If exceeded, then all scyld-*
commands fail and
/var/log/clusterware/api_error_log will commonly grow in size as each
node's incoming status message cannot be serviced. The ClusterWare
api_error_log may also contain the following text:
etcdserver: mvcc: database space exceeded
Normally a head node thread executes in the background that triggers the discarding of database history (called compaction) and triggers database defragmentation (called defrag) if that is deemed necessary. In the rare event that this thread stops executing, then the etcd database grows until its size limit is reached.
This problem can solved with manual intervention by an administrator. Determine if the etcd database really does exceed its limit. For example:
[admin@head1]$ sudo du -hs /opt/scyld/clusterware-etcd/
2.1G /opt/scyld/clusterware-etcd
shows a size larger than 2GB, so you can proceed with the manual intervention.
First determine the current database revision.
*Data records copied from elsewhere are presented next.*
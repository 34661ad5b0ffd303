//! Filter chain execution.
//!
//! # Responsibilities
//! - Run sorted filters with cooperative continuation
//! - Hand the exchange to the terminal handler after the last filter
//! - Stop continuing once the exchange is cancelled
//! - Merge global filters with a route's own filters

use std::sync::Arc;

use async_trait::async_trait;

use crate::error::GatewayError;
use crate::filter::{sort_by_order, BoxFilter};
use crate::http::exchange::Exchange;

/// A stage that fully handles an exchange (transport or in-process dispatch).
#[async_trait]
pub trait Handler: Send + Sync {
    async fn handle(&self, exchange: &mut Exchange) -> Result<(), GatewayError>;
}

/// The remaining filters of a chain plus its terminal handler.
#[derive(Clone, Copy)]
pub struct FilterChain<'a> {
    filters: &'a [BoxFilter],
    terminal: &'a dyn Handler,
}

impl<'a> FilterChain<'a> {
    pub fn new(filters: &'a [BoxFilter], terminal: &'a dyn Handler) -> Self {
        Self { filters, terminal }
    }

    /// Invoke the next stage.
    pub async fn filter(self, exchange: &mut Exchange) -> Result<(), GatewayError> {
        if exchange.is_cancelled() {
            tracing::debug!(request_id = %exchange.request_id(), "Exchange cancelled, chain stopped");
            return Err(GatewayError::Cancelled);
        }

        match self.filters.split_first() {
            Some((current, rest)) => {
                let next = FilterChain {
                    filters: rest,
                    terminal: self.terminal,
                };
                current.filter(exchange, next).await
            }
            None => self.terminal.handle(exchange).await,
        }
    }

    /// Number of filters left before the terminal handler.
    pub fn remaining(&self) -> usize {
        self.filters.len()
    }
}

/// Runs global and route filters, then the terminal handler.
pub struct FilteringHandler {
    global_filters: Vec<BoxFilter>,
    terminal: Arc<dyn Handler>,
}

impl FilteringHandler {
    pub fn new(global_filters: Vec<BoxFilter>, terminal: Arc<dyn Handler>) -> Self {
        Self {
            global_filters,
            terminal,
        }
    }

    /// Combined chain for a route: globals first, then a stable sort by order.
    pub fn combine(&self, route_filters: &[BoxFilter]) -> Vec<BoxFilter> {
        let mut combined: Vec<BoxFilter> = self
            .global_filters
            .iter()
            .chain(route_filters.iter())
            .cloned()
            .collect();
        sort_by_order(&mut combined);
        combined
    }

    pub async fn handle(
        &self,
        exchange: &mut Exchange,
        route_filters: &[BoxFilter],
    ) -> Result<(), GatewayError> {
        let combined = self.combine(route_filters);
        tracing::trace!(
            request_id = %exchange.request_id(),
            filters = combined.len(),
            "Running filter chain"
        );
        FilterChain::new(&combined, self.terminal.as_ref())
            .filter(exchange)
            .await
    }
}

#[cfg(test)]
mod tests {
    use super::*;
    use crate::filter::{GatewayFilter, OrderedFilter};
    use axum::body::Body;
    use axum::http::Request;
    use std::sync::Mutex;

    struct Recording {
        label: &'static str,
        log: Arc<Mutex<Vec<&'static str>>>,
    }

    #[async_trait]
    impl GatewayFilter for Recording {
        async fn filter(&self, exchange: &mut Exchange, chain: FilterChain<'_>) -> Result<(), GatewayError> {
            self.log.lock().unwrap().push(self.label);
            chain.filter(exchange).await
        }
    }

    struct Terminal {
        log: Arc<Mutex<Vec<&'static str>>>,
    }

    #[async_trait]
    impl Handler for Terminal {
        async fn handle(&self, _exchange: &mut Exchange) -> Result<(), GatewayError> {
            self.log.lock().unwrap().push("terminal");
            Ok(())
        }
    }

    fn recording(label: &'static str, order: i32, log: &Arc<Mutex<Vec<&'static str>>>) -> BoxFilter {
        let inner: BoxFilter = Arc::new(Recording { label, log: log.clone() });
        Arc::new(OrderedFilter::new(inner, order))
    }

    fn exchange() -> Exchange {
        Exchange::new(Request::builder().uri("/").body(Body::empty()).unwrap())
    }

    #[tokio::test]
    async fn test_globals_and_route_filters_sorted_together() {
        let log = Arc::new(Mutex::new(Vec::new()));
        let handler = FilteringHandler::new(
            vec![recording("global-late", 10, &log)],
            Arc::new(Terminal { log: log.clone() }),
        );
        let route_filters = vec![recording("route-2", 2, &log), recording("route-1", 1, &log)];

        handler.handle(&mut exchange(), &route_filters).await.unwrap();

        assert_eq!(
            *log.lock().unwrap(),
            vec!["route-1", "route-2", "global-late", "terminal"]
        );
    }

    #[tokio::test]
    async fn test_equal_orders_keep_declaration_order() {
        let log = Arc::new(Mutex::new(Vec::new()));
        let handler = FilteringHandler::new(Vec::new(), Arc::new(Terminal { log: log.clone() }));
        let filters = vec![recording("a", 1, &log), recording("b", 1, &log)];

        handler.handle(&mut exchange(), &filters).await.unwrap();
        assert_eq!(*log.lock().unwrap(), vec!["a", "b", "terminal"]);
    }

    #[tokio::test]
    async fn test_cancelled_exchange_stops_chain() {
        let log = Arc::new(Mutex::new(Vec::new()));
        let handler = FilteringHandler::new(Vec::new(), Arc::new(Terminal { log: log.clone() }));
        let mut ex = exchange();
        ex.cancellation().cancel();

        let err = handler.handle(&mut ex, &[recording("a", 1, &log)]).await.unwrap_err();
        assert!(matches!(err, GatewayError::Cancelled));
        assert!(log.lock().unwrap().is_empty());
    }
}
//! Metrics collection and exposition.
//!
//! # Metrics
//! - `gateway_requests_total` (counter): requests by method, status, route
//! - `gateway_request_duration_seconds` (histogram): end-to-end latency
//! - `gateway_routes_compiled_total` (counter): compilation outcomes by result
//! - `gateway_local_dispatch_total` (counter): in-process dispatches by route
//!
//! Without an installed recorder every call is a no-op.

use std::net::SocketAddr;
use std::time::Instant;

use metrics::{counter, histogram};
use metrics_exporter_prometheus::PrometheusBuilder;

/// Start the Prometheus scrape endpoint on `addr`.
pub fn init_metrics(addr: SocketAddr) {
    match PrometheusBuilder::new().with_http_listener(addr).install() {
        Ok(()) => tracing::info!(address = %addr, "Metrics endpoint started"),
        Err(e) => tracing::error!(address = %addr, error = %e, "Failed to start metrics endpoint"),
    }
}

pub fn record_request(method: &str, status: u16, route: &str, start: Instant) {
    let labels = [
        ("method", method.to_string()),
        ("status", status.to_string()),
        ("route", route.to_string()),
    ];
    counter!("gateway_requests_total", &labels).increment(1);
    histogram!("gateway_request_duration_seconds", &labels).record(start.elapsed().as_secs_f64());
}

pub fn record_route_compiled(success: bool) {
    let result = if success { "success" } else { "failure" };
    counter!("gateway_routes_compiled_total", "result" => result).increment(1);
}

pub fn record_local_dispatch(route: &str) {
    counter!("gateway_local_dispatch_total", "route" => route.to_string()).increment(1);
}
For example:
[admin@head1]$ sudo /opt/scyld/clusterware-etcd/bin/etcdctl get --write-out=json does_not_exist
{"header":{"cluster_id":9938544529041691203,"member_id":10295069852257988966,"revision":4752785,"raft_term":7}}
Subtract two or three thousand from the revision value 4752785 and compact to that new value:
[admin@head1]$ sudo /opt/scyld/clusterware-etcd/bin/etcdctl compaction 4750000
compacted revision 4750000
and trigger a defragmentation to reclaim space:
[admin@head1]$ sudo /opt/scyld/clusterware-etcd/bin/etcdctl defrag
Finished defragmenting etcd member[http://localhost:52379]
Then clear the alarm and reload the clusterware service:
[admin@head1]$ sudo /opt/scyld/clusterware-etcd/bin/etcdctl alarm disarm
[admin@head1]$ sudo systemctl reload clusterware
This restarts the head node thread that executes in the background and checks the etcd database size. Everything should now function normally.